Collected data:

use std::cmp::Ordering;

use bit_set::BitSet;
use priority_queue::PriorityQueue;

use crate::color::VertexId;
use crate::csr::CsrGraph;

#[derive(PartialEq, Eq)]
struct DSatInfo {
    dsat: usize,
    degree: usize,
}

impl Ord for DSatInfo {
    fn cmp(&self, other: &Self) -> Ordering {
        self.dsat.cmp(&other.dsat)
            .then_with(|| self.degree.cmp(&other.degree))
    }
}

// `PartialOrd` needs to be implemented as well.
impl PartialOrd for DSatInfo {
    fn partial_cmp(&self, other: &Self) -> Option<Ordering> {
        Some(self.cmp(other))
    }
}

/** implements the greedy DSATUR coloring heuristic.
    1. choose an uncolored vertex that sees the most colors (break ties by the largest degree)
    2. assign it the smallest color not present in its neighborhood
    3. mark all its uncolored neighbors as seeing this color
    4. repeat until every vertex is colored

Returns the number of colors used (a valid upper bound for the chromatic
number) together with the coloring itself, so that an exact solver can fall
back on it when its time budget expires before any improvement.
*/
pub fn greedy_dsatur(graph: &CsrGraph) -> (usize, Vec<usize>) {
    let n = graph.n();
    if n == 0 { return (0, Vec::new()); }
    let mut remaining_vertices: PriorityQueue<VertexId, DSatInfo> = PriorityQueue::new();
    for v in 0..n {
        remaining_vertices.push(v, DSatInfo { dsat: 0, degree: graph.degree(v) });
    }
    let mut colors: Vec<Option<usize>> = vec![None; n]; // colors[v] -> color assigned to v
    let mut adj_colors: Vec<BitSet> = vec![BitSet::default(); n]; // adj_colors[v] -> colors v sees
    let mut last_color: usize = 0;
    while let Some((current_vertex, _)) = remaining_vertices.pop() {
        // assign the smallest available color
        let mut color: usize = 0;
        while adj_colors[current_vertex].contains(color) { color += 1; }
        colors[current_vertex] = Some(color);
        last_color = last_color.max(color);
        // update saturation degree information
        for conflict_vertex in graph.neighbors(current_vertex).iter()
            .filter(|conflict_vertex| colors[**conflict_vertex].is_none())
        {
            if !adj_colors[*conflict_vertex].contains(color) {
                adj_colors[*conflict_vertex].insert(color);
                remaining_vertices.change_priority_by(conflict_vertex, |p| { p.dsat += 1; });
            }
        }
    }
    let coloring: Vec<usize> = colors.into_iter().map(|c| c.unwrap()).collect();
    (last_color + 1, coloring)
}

...

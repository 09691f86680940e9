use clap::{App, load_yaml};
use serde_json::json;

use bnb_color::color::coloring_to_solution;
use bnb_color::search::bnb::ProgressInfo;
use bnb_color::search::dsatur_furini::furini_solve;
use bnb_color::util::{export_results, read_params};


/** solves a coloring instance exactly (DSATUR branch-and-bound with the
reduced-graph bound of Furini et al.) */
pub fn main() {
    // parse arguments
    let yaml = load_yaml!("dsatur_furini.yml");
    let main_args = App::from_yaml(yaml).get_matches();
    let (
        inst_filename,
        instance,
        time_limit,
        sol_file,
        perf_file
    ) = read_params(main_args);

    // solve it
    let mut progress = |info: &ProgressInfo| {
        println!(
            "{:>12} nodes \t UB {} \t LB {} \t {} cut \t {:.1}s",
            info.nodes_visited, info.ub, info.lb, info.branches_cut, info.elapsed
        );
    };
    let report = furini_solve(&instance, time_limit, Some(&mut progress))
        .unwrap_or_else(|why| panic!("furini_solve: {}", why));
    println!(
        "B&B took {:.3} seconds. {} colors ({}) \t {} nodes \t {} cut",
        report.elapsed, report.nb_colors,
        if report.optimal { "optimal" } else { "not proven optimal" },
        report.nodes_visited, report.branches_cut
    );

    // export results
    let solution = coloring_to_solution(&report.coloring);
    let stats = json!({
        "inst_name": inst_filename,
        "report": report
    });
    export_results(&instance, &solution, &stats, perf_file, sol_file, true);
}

==

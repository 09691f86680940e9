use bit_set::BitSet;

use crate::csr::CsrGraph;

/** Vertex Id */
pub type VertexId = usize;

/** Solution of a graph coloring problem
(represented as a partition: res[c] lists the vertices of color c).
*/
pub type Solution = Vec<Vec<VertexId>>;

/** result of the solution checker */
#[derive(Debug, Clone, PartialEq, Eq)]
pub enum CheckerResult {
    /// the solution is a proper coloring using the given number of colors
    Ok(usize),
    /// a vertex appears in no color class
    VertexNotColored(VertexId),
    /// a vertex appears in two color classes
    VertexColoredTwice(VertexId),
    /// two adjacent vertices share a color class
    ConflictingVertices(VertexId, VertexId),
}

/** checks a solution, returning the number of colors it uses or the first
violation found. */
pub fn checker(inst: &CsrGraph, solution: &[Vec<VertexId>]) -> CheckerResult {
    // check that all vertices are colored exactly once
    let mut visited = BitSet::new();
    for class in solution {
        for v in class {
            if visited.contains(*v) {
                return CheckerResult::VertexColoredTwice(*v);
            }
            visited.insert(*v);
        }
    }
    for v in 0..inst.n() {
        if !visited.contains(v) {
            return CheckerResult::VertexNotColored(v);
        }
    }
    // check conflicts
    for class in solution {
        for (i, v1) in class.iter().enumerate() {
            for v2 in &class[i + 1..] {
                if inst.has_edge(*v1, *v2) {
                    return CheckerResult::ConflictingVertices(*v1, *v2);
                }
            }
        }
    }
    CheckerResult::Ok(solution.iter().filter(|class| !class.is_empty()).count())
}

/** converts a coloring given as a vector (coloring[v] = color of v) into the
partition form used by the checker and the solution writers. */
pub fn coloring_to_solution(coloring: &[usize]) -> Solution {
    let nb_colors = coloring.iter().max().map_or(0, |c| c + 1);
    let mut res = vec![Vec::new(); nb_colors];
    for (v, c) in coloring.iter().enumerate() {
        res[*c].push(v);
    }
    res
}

Required work:
Once you find the line with "use std::cmp::Ordering;" in the entries above, output it and each line after it up to and including the line with "while let Some((current_vertex, _))", and nothing else.

Reply:
use std::cmp::Ordering;

use bit_set::BitSet;
use priority_queue::PriorityQueue;

use crate::color::VertexId;
use crate::csr::CsrGraph;

#[derive(PartialEq, Eq)]
struct DSatInfo {
    dsat: usize,
    degree: usize,
}

impl Ord for DSatInfo {
    fn cmp(&self, other: &Self) -> Ordering {
        self.dsat.cmp(&other.dsat)
            .then_with(|| self.degree.cmp(&other.degree))
    }
}

// `PartialOrd` needs to be implemented as well.
impl PartialOrd for DSatInfo {
    fn partial_cmp(&self, other: &Self) -> Option<Ordering> {
        Some(self.cmp(other))
    }
}

/** implements the greedy DSATUR coloring heuristic.
    1. choose an uncolored vertex that sees the most colors (break ties by the largest degree)
    2. assign it the smallest color not present in its neighborhood
    3. mark all its uncolored neighbors as seeing this color
    4. repeat until every vertex is colored

Returns the number of colors used (a valid upper bound for the chromatic
number) together with the coloring itself, so that an exact solver can fall
back on it when its time budget expires before any improvement.
*/
pub fn greedy_dsatur(graph: &CsrGraph) -> (usize, Vec<usize>) {
    let n = graph.n();
    if n == 0 { return (0, Vec::new()); }
    let mut remaining_vertices: PriorityQueue<VertexId, DSatInfo> = PriorityQueue::new();
    for v in 0..n {
        remaining_vertices.push(v, DSatInfo { dsat: 0, degree: graph.degree(v) });
    }
    let mut colors: Vec<Option<usize>> = vec![None; n]; // colors[v] -> color assigned to v
    let mut adj_colors: Vec<BitSet> = vec![BitSet::default(); n]; // adj_colors[v] -> colors v sees
    let mut last_color: usize = 0;
    while let Some((current_vertex, _)) = remaining_vertices.pop() {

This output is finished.